WHEN it comes to fighting the AIDS virus, the sooner patients start taking powerful drug cocktails, the better, even when it comes to side-effects known as toxicities, US researchers reported.

WHEN it comes to fighting the AIDS virus, the sooner patients start taking powerful drug cocktails, the better, even when it comes to side-effects known as toxicities, US researchers reported.

Deaths, the rate of opportunistic infections and side effects were the lowest in patients who started treatment early while their immune systems were still relatively intact, the team at the University of Colorado Health Sciences Center and the Centers for Disease Control and Prevention found.

“Earlier was better in almost everything we looked at,” said Dr. Kenneth Lichtenstein of the University of Colorado. “If you stayed on treatment and had started earlier, you had the best outcome.”

The findings negate the government policy that people in Uganda start on HIV treatment when their CD4 falls to 200 and below. Dr Paul Semugoma, a medical officer at International Medical Centre, Kampala, concurs with the research. He says patients ought to start on HIV treatment when their CD4 count is still high.

Semugoma says there are several criteria that determine when one starts on ARVs.

“Ideally, we also ought to look at the viral load and onset of AIDS-defining illnesses besides the CD4 count, as crucial factors in using ARVs,” Semugoma says. “Patients with a high viral load need to be put on ARVs even when their CD4 count is still high.”

The research faults the current guidelines that recommend delaying therapy as based on incorrect assumptions that starting drugs early worsens toxicity. The researchers used the medical records of 2,304 HIV-positive patients in the US in between 1996 and 2005.

They looked for three common treatment-related toxicities – kidney insufficiency, damage on the nervous system (neuropathy) and the loss of fat under the skin (lipoatrophy). They broke the patients down into five groups based on the number of CD4 T-cells they had – known as the CD4 count. As HIV infection worsens, the virus attacks these immune cells and the count goes down. All the patients were on drug cocktails known as Highly Active Antiretroviral Therapy (HAART). These three and four drug mixes can keep patients healthy if taken properly.

Higher cell counts

Patients are generally told to start HAART at a CD4 cell count of 200 or below. But some patients started treatment with cell counts of 350, 500 or higher.

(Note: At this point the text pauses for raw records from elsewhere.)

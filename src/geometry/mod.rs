//! Map geometry entities and the sources that provide them.
//!
//! A geometry block (one per map) is a list of placed entities. Each entity
//! carries a position, a rotation and one or more capabilities: an NPC spawn
//! point with attached monster ids, a portal, or a mob spawn region that must
//! be resolved through spawn metadata and the tag index.

use serde::{Deserialize, Serialize};
use std::collections::{BTreeSet, HashMap};
use std::path::{Path, PathBuf};
use tracing::warn;

use crate::catalog::{self, DataFormat, MapRecord};
use crate::error::{GeometryError, PipelineError, Result};
use crate::spawn_meta::{MapId, SpawnPointId};

#[derive(Debug, Clone, Copy, Default, PartialEq, Serialize, Deserialize)]
pub struct Vec3 {
    pub x: f32,
    pub y: f32,
    pub z: f32,
}

impl Vec3 {
    pub const ZERO: Vec3 = Vec3::new(0.0, 0.0, 0.0);

    pub const fn new(x: f32, y: f32, z: f32) -> Self {
        Self { x, y, z }
    }
}

/// Integer coordinates as written to the content tables (truncated toward zero)
#[derive(Debug, Clone, Copy, Default, PartialEq, Eq, Hash, Serialize, Deserialize)]
pub struct Coord3 {
    pub x: i32,
    pub y: i32,
    pub z: i32,
}

impl From<Vec3> for Coord3 {
    fn from(v: Vec3) -> Self {
        Self {
            x: v.x as i32,
            y: v.y as i32,
            z: v.z as i32,
        }
    }
}

/// What a placed entity can do. One entity may expose several.
#[derive(Debug, Clone, PartialEq, Serialize, Deserialize)]
#[serde(tag = "kind", rename_all = "snake_case")]
pub enum Capability {
    NpcSpawnPoint {
        /// Attached monster ids as authored; non-numeric entries are ignored
        #[serde(default)]
        npc_list: Vec<String>,
        #[serde(default)]
        spawn_on_create: bool,
        #[serde(default)]
        patrol_data: Option<String>,
    },
    Portal {
        portal_id: i32,
        target_map_id: i32,
        #[serde(default)]
        target_portal_id: i32,
        #[serde(default)]
        portal_type: i32,
        #[serde(default = "default_true")]
        enabled: bool,
        #[serde(default = "default_true")]
        visible: bool,
        #[serde(default = "default_true")]
        minimap_visible: bool,
    },
    MobSpawnRegion { spawn_point_id: SpawnPointId },
}

fn default_true() -> bool {
    true
}

impl Capability {
    /// Numeric monster ids attached to an NPC spawn point, in authored order
    pub fn attached_npc_ids(&self) -> Vec<u32> {
        match self {
            Capability::NpcSpawnPoint { npc_list, .. } => npc_list
                .iter()
                .filter_map(|raw| raw.trim().parse::<u32>().ok())
                .collect(),
            Capability::Portal { .. } | Capability::MobSpawnRegion { .. } => Vec::new(),
        }
    }
}

#[derive(Debug, Clone, PartialEq, Serialize, Deserialize)]
pub struct GeometryEntity {
    #[serde(default)]
    pub name: String,
    #[serde(default)]
    pub position: Vec3,
    #[serde(default)]
    pub rotation: Vec3,
    #[serde(default)]
    pub capabilities: Vec<Capability>,
}

impl GeometryEntity {
    pub fn new(name: impl Into<String>, position: Vec3, rotation: Vec3) -> Self {
        Self {
            name: name.into(),
            position,
            rotation,
            capabilities: Vec::new(),
        }
    }

    pub fn with(mut self, capability: Capability) -> Self {
        self.capabilities.push(capability);
        self
    }

    /// Shorthand for a mob spawn region entity
    pub fn mob_region(spawn_point_id: SpawnPointId, position: Vec3) -> Self {
        Self::new(format!("SpawnRegion_{spawn_point_id}"), position, Vec3::ZERO)
            .with(Capability::MobSpawnRegion { spawn_point_id })
    }

    /// Scenery, triggers and meshes carry no spawn capability
    pub fn is_inert(&self) -> bool {
        self.capabilities.is_empty()
    }

    /// Structural check; an entity with non-finite coordinates cannot be placed.
    pub fn validate(&self) -> std::result::Result<(), String> {
        let finite = |v: &Vec3| v.x.is_finite() && v.y.is_finite() && v.z.is_finite();
        if !finite(&self.position) || !finite(&self.rotation) {
            return Err(format!("entity '{}' has non-finite transform", self.name));
        }
        Ok(())
    }
}

/// Geometry for one block as stored on disk
#[derive(Debug, Clone, Default, PartialEq, Serialize, Deserialize)]
pub struct GeometryBlock {
    #[serde(default)]
    pub entities: Vec<GeometryEntity>,
}

/// Provider of per-map geometry.
///
/// `blocks` failing is fatal for the run. `load_block` failing only drops
/// that one map.
pub trait GeometrySource: Send + Sync {
    fn blocks(&self) -> Result<Vec<String>>;
    fn load_block(&self, xblock: &str) -> std::result::Result<Vec<GeometryEntity>, GeometryError>;
}

/// Geometry held in memory, keyed by block name
#[derive(Debug, Clone, Default)]
pub struct InMemoryGeometry {
    blocks: Vec<(String, Vec<GeometryEntity>)>,
}

impl InMemoryGeometry {
    pub fn new() -> Self {
        Self::default()
    }

    pub fn insert(&mut self, xblock: impl Into<String>, entities: Vec<GeometryEntity>) {
        self.blocks.push((xblock.into(), entities));
    }

    pub fn with_block(mut self, xblock: impl Into<String>, entities: Vec<GeometryEntity>) -> Self {
        self.insert(xblock, entities);
        self
    }
}

impl GeometrySource for InMemoryGeometry {
    fn blocks(&self) -> Result<Vec<String>> {
        Ok(self.blocks.iter().map(|(name, _)| name.clone()).collect())
    }

    fn load_block(&self, xblock: &str) -> std::result::Result<Vec<GeometryEntity>, GeometryError> {
        self.blocks
            .iter()
            .find(|(name, _)| name == xblock)
            .map(|(_, entities)| entities.clone())
            .ok_or_else(|| GeometryError::BlockUnavailable {
                xblock: xblock.to_string(),
                reason: "no such block".to_string(),
            })
    }
}

/// One geometry file per block (`<xblock>.json` or `<xblock>.ron`) in a directory.
///
/// When both files exist for one block, the block is listed once and the
/// `.json` file is the one loaded.
#[derive(Debug, Clone)]
pub struct DirectoryGeometrySource {
    dir: PathBuf,
}

impl DirectoryGeometrySource {
    pub fn new(dir: impl Into<PathBuf>) -> Self {
        Self { dir: dir.into() }
    }

    pub fn dir(&self) -> &Path {
        &self.dir
    }

    fn block_path(&self, xblock: &str) -> Option<PathBuf> {
        ["json", "ron"]
            .iter()
            .map(|ext| self.dir.join(format!("{xblock}.{ext}")))
            .find(|path| path.is_file())
    }
}

impl GeometrySource for DirectoryGeometrySource {
    fn blocks(&self) -> Result<Vec<String>> {
        let read_dir = std::fs::read_dir(&self.dir).map_err(|source| PipelineError::Io {
            path: self.dir.clone(),
            source,
        })?;

        let mut names = BTreeSet::new();
        for entry in read_dir {
            let entry = entry.map_err(|source| PipelineError::Io {
                path: self.dir.clone(),
                source,
            })?;
            let path = entry.path();
            if !path.is_file() || DataFormat::from_path(&path).is_none() {
                continue;
            }
            if let Some(stem) = path.file_stem().and_then(|s| s.to_str()) {
                if !names.insert(stem.to_string()) {
                    warn!(xblock = stem, "Block has both .json and .ron geometry; using .json");
                }
            }
        }
        Ok(names.into_iter().collect())
    }

    fn load_block(&self, xblock: &str) -> std::result::Result<Vec<GeometryEntity>, GeometryError> {
        let path = self
            .block_path(xblock)
            .ok_or_else(|| GeometryError::BlockUnavailable {
                xblock: xblock.to_string(),
                reason: format!("no geometry file in {}", self.dir.display()),
            })?;

        catalog::load_document::<GeometryBlock>(&path)
            .map(|block| block.entities)
            .map_err(|e| GeometryError::BlockUnavailable {
                xblock: xblock.to_string(),
                reason: e.to_string(),
            })
    }
}

/// Maps a geometry block name to a numeric map id
pub trait MapIdResolver: Send + Sync {
    fn map_id(&self, xblock: &str) -> Option<MapId>;

    /// Display name of a map, when the resolver knows one
    fn map_name(&self, _map_id: MapId) -> Option<&str> {
        None
    }
}

/// Block-name lookup built from the maps table; names compare case-insensitively
#[derive(Debug, Clone, Default)]
pub struct MapTable {
    by_xblock: HashMap<String, MapId>,
    names: HashMap<MapId, String>,
}

impl MapTable {
    pub fn new() -> Self {
        Self::default()
    }

    pub fn from_records<'a, I>(records: I) -> Self
    where
        I: IntoIterator<Item = &'a MapRecord>,
    {
        let mut table = Self::new();
        for record in records {
            table.insert(record.id, &record.xblock_name, &record.name);
        }
        table
    }

    pub fn insert(&mut self, map_id: MapId, xblock: &str, name: &str) {
        self.by_xblock.insert(xblock.to_lowercase(), map_id);
        self.names.insert(map_id, name.to_string());
    }

    pub fn len(&self) -> usize {
        self.by_xblock.len()
    }

    pub fn is_empty(&self) -> bool {
        self.by_xblock.is_empty()
    }
}

impl MapIdResolver for MapTable {
    fn map_id(&self, xblock: &str) -> Option<MapId> {
        self.by_xblock.get(&xblock.to_lowercase()).copied()
    }

    fn map_name(&self, map_id: MapId) -> Option<&str> {
        self.names.get(&map_id).map(String::as_str)
    }
}

impl MapIdResolver for HashMap<String, MapId> {
    fn map_id(&self, xblock: &str) -> Option<MapId> {
        if let Some(id) = self.get(xblock) {
            return Some(*id);
        }
        let wanted = xblock.to_lowercase();
        self.iter()
            .find(|(name, _)| name.to_lowercase() == wanted)
            .map(|(_, id)| *id)
    }
}

#[cfg(test)]
mod tests {
    use super::*;

    #[test]
    fn test_coord_truncates_toward_zero() {
        let c = Coord3::from(Vec3::new(1.9, -2.7, 0.4));
        assert_eq!(c, Coord3 { x: 1, y: -2, z: 0 });
    }

    #[test]
    fn test_attached_npc_ids_skip_non_numeric() {
        let cap = Capability::NpcSpawnPoint {
            npc_list: vec!["11000001".into(), "abc".into(), " 11000002 ".into(), "".into()],
            spawn_on_create: true,
            patrol_data: None,
        };
        assert_eq!(cap.attached_npc_ids(), vec![11_000_001, 11_000_002]);
        assert!(Capability::MobSpawnRegion { spawn_point_id: 1 }
            .attached_npc_ids()
            .is_empty());
    }

    #[test]
    fn test_validate() {
        let bare = GeometryEntity::new("Tree01", Vec3::ZERO, Vec3::ZERO);
        assert!(bare.is_inert());
        assert!(bare.validate().is_ok());

        let ok = GeometryEntity::mob_region(3, Vec3::new(1.0, 2.0, 3.0));
        assert!(ok.validate().is_ok());

        let mut nan = ok.clone();
        nan.position.x = f32::NAN;
        assert!(nan.validate().is_err());
    }

    #[test]
    fn test_capability_json_shape() {
        let json = r#"{
            "name": "Portal_01",
            "position": {"x": 1.0, "y": 2.0, "z": 3.0},
            "capabilities": [
                {"kind": "portal", "portal_id": 2, "target_map_id": 2000001},
                {"kind": "mob_spawn_region", "spawn_point_id": 7}
            ]
        }"#;
        let entity: GeometryEntity = serde_json::from_str(json).unwrap();
        assert_eq!(entity.capabilities.len(), 2);
        match &entity.capabilities[0] {
            Capability::Portal {
                enabled,
                visible,
                minimap_visible,
                target_portal_id,
                ..
            } => {
                assert!(*enabled && *visible && *minimap_visible);
                assert_eq!(*target_portal_id, 0);
            }
            other => panic!("Expected Portal, got {other:?}"),
        }
        assert_eq!(entity.rotation, Vec3::ZERO);
    }

    #[test]
    fn test_map_table_case_insensitive() {
        let records = vec![MapRecord {
            id: 2000001,
            name: "Tria".into(),
            xblock_name: "02000001_tria".into(),
        }];
        let table = MapTable::from_records(&records);
        assert_eq!(table.map_id("02000001_TRIA"), Some(2000001));
        assert_eq!(table.map_id("unknown"), None);
        assert_eq!(table.map_name(2000001), Some("Tria"));
    }

    #[test]
    fn test_plain_map_lookup_case_insensitive() {
        let ids: HashMap<String, MapId> = HashMap::from([("02000001_Tria".to_string(), 2000001)]);
        assert_eq!(ids.map_id("02000001_Tria"), Some(2000001));
        assert_eq!(ids.map_id("02000001_TRIA"), Some(2000001));
        assert_eq!(ids.map_id("02000002_tria"), None);
        assert_eq!(ids.map_name(2000001), None);
    }

    #[test]
    fn test_in_memory_geometry() {
        let source = InMemoryGeometry::new()
            .with_block("a", vec![GeometryEntity::mob_region(1, Vec3::ZERO)]);
        assert_eq!(source.blocks().unwrap(), vec!["a".to_string()]);
        assert_eq!(source.load_block("a").unwrap().len(), 1);
        assert!(matches!(
            source.load_block("b"),
            Err(GeometryError::BlockUnavailable { .. })
        ));
    }
}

Those patients who started treatment at CD4 counts above 350 were at least 60% less likely to develop kidney insufficiency, 30% less likely to have damage to the nervous system, and 60% less likely to develop lipoatrophy than patients who started at a CD4 count of 200 cells or below, the research found.

Lichtenstein said it appeared the drug was the most active in and around cells when there were the fewest CD4 cells.

Inflammation seems to be an important factor, he said. “The state of inflammation associated with disease brings up the toxicity,” he said.

According to these findings, Lichtenstein said there is no reason to delay HAART treatment and to delay getting tested for HIV. Drug companies have simplified the regimens so that patients can often take just two pills a day. In the past, patients often had to juggle 20 pills, taken at specified times of day, some with meals.
The side-effects also were debilitating, ranging from diarrhoea and nausea to serious organ damage.

And there were fewer choices of drugs, so patients often were wise in hesitating to start therapy until they really ‘needed’ it, because if the virus became resistant to a drug, a patient had few others to turn to. “Now there are four classes of drugs, soon to be five classes.” They all attack the virus at different points of its life cycle. None destroy it but they can suppress it almost completely if taken in the right combinations.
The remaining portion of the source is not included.